#### Data shown

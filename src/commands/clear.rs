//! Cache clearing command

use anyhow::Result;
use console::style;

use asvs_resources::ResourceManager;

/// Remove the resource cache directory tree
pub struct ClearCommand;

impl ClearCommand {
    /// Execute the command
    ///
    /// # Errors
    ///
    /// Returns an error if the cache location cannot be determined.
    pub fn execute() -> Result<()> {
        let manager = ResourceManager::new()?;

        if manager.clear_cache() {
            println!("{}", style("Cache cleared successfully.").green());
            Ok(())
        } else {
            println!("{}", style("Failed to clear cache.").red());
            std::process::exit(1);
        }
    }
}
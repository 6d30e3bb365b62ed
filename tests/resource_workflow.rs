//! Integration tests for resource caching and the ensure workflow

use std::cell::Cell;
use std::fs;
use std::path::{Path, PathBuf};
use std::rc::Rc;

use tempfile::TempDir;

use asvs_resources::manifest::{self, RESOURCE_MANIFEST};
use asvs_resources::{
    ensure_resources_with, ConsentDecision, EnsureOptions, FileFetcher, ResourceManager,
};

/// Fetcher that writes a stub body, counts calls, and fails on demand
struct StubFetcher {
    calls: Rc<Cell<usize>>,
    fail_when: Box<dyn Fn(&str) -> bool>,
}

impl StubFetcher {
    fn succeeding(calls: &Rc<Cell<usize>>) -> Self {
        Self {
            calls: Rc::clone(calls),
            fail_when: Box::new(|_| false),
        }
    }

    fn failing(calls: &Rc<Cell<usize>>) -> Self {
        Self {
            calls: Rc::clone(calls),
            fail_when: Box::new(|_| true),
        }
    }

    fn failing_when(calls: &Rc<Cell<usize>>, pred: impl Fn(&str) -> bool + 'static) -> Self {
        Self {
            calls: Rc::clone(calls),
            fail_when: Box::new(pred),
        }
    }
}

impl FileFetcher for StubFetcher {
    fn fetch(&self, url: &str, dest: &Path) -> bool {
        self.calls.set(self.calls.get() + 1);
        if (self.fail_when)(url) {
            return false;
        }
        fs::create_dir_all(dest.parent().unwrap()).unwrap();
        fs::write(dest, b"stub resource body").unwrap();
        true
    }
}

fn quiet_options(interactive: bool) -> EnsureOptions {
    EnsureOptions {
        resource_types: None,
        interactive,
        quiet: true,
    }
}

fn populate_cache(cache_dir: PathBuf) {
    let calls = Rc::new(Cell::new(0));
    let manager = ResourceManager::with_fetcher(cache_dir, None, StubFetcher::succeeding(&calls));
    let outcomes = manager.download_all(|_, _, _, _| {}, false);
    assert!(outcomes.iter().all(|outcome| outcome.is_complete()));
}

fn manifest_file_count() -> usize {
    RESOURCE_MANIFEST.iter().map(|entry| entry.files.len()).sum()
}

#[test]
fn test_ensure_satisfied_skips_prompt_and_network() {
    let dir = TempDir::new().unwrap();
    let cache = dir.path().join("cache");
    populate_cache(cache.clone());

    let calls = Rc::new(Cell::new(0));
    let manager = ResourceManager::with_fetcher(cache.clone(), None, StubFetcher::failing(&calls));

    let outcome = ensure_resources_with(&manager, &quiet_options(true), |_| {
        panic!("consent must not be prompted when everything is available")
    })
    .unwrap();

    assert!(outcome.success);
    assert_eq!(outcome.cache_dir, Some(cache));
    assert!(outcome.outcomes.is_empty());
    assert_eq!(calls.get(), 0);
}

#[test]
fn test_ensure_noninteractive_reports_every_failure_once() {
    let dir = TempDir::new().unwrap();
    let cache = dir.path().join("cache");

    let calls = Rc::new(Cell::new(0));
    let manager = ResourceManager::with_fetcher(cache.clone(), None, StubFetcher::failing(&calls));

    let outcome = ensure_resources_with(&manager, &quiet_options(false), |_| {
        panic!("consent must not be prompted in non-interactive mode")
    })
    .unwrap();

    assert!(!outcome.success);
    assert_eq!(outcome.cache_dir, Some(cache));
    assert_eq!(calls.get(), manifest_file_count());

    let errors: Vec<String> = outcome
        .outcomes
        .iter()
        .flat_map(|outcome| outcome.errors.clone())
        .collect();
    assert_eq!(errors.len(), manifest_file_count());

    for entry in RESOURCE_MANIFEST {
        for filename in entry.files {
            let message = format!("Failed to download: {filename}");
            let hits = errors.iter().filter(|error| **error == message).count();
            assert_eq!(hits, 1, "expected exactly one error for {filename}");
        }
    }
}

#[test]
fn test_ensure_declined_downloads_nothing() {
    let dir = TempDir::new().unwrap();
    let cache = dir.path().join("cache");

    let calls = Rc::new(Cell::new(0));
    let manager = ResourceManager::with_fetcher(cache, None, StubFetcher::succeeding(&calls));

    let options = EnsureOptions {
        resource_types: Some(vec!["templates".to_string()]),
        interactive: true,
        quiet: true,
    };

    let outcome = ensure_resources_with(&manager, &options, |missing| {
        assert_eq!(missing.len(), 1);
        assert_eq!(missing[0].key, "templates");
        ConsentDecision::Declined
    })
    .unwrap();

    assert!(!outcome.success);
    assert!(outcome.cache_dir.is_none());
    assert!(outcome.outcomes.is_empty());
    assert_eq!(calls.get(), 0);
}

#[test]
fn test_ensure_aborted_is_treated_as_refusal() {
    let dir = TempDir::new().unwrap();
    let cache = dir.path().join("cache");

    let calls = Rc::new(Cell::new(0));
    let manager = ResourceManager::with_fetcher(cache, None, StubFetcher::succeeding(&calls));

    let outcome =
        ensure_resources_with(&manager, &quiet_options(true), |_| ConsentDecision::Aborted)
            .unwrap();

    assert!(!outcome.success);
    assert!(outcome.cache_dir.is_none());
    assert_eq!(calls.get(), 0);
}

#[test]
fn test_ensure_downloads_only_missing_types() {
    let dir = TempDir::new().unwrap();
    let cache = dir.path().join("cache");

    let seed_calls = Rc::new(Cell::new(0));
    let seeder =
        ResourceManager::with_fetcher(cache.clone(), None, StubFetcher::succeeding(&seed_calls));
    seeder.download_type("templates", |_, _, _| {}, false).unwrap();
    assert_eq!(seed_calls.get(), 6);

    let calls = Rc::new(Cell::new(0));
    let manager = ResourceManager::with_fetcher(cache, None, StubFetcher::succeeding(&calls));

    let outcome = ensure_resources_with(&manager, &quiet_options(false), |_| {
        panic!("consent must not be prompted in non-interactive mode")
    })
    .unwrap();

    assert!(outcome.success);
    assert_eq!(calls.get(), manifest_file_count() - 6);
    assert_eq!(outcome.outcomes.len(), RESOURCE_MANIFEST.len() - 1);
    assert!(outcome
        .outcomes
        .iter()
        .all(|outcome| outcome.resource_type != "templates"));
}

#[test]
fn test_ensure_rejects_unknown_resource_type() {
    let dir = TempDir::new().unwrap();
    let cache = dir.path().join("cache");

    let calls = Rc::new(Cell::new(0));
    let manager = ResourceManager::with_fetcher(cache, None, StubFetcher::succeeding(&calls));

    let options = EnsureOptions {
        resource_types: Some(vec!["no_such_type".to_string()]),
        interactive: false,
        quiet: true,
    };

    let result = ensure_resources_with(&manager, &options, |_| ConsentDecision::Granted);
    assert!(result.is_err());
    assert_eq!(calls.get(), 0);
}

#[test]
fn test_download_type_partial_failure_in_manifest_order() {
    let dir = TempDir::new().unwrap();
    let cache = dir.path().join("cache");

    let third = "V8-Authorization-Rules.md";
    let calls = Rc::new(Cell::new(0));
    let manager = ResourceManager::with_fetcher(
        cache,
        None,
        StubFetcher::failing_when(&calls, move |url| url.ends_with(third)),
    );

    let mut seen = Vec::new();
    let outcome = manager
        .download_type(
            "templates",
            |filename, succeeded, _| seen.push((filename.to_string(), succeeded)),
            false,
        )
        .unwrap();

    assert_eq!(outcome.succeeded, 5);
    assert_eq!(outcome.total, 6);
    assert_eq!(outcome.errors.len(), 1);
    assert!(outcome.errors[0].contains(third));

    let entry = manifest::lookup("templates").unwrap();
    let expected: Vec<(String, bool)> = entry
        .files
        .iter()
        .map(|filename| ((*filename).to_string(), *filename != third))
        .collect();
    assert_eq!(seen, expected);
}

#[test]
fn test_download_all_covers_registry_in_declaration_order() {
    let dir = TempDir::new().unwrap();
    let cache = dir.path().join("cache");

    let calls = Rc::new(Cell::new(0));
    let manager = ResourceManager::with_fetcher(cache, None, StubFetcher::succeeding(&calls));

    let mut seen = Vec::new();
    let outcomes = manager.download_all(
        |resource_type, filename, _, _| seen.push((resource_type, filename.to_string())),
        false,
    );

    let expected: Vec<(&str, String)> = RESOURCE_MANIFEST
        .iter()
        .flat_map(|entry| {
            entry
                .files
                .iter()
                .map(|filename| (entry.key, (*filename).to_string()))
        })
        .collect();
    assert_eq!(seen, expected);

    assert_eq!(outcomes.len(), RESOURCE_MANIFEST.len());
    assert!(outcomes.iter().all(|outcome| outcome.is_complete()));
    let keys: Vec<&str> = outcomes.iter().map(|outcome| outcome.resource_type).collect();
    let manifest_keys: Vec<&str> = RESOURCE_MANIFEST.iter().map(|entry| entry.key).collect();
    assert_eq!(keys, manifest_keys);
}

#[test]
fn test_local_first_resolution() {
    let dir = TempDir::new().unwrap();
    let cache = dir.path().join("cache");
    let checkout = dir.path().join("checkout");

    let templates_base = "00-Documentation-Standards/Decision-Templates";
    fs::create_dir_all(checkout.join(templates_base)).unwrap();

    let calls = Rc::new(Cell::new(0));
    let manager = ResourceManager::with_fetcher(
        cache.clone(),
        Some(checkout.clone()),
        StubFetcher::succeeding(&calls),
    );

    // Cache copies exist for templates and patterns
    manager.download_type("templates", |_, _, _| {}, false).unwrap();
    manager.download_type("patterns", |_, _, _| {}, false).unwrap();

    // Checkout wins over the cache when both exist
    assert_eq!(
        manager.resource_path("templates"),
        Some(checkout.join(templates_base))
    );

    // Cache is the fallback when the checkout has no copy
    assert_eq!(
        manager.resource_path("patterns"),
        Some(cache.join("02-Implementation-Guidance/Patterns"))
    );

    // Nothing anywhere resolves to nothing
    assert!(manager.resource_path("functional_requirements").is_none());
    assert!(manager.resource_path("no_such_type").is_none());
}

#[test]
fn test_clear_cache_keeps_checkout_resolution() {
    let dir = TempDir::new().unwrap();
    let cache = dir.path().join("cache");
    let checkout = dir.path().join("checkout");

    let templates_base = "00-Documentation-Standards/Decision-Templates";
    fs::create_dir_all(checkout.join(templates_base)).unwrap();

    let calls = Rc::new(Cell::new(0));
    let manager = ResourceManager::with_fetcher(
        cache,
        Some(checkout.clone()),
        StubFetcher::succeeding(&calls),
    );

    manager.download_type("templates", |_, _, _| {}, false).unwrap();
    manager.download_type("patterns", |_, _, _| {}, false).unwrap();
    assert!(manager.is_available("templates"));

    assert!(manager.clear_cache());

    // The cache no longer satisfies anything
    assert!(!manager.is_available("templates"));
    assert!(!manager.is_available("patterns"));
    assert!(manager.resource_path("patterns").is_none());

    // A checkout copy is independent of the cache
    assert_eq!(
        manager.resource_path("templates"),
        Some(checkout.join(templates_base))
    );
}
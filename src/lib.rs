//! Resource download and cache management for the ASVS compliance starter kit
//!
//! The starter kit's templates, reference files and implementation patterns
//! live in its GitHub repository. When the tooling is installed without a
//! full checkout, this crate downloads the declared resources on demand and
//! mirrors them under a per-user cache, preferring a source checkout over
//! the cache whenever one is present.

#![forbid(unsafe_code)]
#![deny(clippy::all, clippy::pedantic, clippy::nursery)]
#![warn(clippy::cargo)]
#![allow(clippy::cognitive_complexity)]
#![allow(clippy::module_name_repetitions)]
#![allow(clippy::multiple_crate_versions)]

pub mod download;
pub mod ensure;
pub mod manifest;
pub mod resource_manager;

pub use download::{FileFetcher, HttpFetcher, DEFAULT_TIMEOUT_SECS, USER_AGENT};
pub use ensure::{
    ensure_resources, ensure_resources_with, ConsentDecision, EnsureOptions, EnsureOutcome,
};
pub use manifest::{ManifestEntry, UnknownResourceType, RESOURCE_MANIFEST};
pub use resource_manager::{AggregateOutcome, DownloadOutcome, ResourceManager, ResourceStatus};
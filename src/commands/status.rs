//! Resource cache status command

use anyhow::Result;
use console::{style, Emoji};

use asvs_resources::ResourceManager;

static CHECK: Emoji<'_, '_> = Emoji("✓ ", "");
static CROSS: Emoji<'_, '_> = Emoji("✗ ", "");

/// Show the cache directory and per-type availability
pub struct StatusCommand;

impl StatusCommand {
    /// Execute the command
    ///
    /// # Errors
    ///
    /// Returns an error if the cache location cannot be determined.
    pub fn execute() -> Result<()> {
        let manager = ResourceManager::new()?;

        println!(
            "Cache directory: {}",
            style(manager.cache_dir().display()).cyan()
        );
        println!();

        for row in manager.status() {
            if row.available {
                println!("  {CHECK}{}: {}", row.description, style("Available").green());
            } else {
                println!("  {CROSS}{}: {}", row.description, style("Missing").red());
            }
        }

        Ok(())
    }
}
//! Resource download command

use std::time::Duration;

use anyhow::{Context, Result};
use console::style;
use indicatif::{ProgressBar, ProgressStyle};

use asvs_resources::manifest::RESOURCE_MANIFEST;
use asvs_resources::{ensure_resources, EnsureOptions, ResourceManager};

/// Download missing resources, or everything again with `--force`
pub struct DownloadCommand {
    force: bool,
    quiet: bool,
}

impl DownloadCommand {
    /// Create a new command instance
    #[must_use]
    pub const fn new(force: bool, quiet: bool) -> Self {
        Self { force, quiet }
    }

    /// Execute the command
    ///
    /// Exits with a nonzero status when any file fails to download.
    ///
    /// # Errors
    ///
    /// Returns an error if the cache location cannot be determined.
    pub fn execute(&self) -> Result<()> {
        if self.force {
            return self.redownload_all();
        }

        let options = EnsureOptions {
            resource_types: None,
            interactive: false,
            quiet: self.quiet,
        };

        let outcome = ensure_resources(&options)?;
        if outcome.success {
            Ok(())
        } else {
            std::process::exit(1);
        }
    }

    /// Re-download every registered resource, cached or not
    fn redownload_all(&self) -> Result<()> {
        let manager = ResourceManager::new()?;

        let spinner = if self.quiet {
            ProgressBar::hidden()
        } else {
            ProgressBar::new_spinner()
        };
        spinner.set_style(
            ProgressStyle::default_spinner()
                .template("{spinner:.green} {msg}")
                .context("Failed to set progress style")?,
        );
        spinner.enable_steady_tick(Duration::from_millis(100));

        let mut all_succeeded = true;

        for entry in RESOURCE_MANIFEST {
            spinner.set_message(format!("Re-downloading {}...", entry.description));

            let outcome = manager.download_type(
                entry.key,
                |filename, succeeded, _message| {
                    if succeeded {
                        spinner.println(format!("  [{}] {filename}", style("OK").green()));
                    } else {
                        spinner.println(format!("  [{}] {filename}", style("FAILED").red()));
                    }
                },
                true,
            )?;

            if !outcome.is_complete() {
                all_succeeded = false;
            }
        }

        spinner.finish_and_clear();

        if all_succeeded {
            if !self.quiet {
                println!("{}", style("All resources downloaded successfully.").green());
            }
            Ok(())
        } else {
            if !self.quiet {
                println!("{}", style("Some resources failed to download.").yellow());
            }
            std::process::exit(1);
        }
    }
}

########

Search the material for "repository" and copy each matching line.

The completed task –
repository 6d30e3bb365b62ed
//! live in its GitHub repository. When the tooling is installed without a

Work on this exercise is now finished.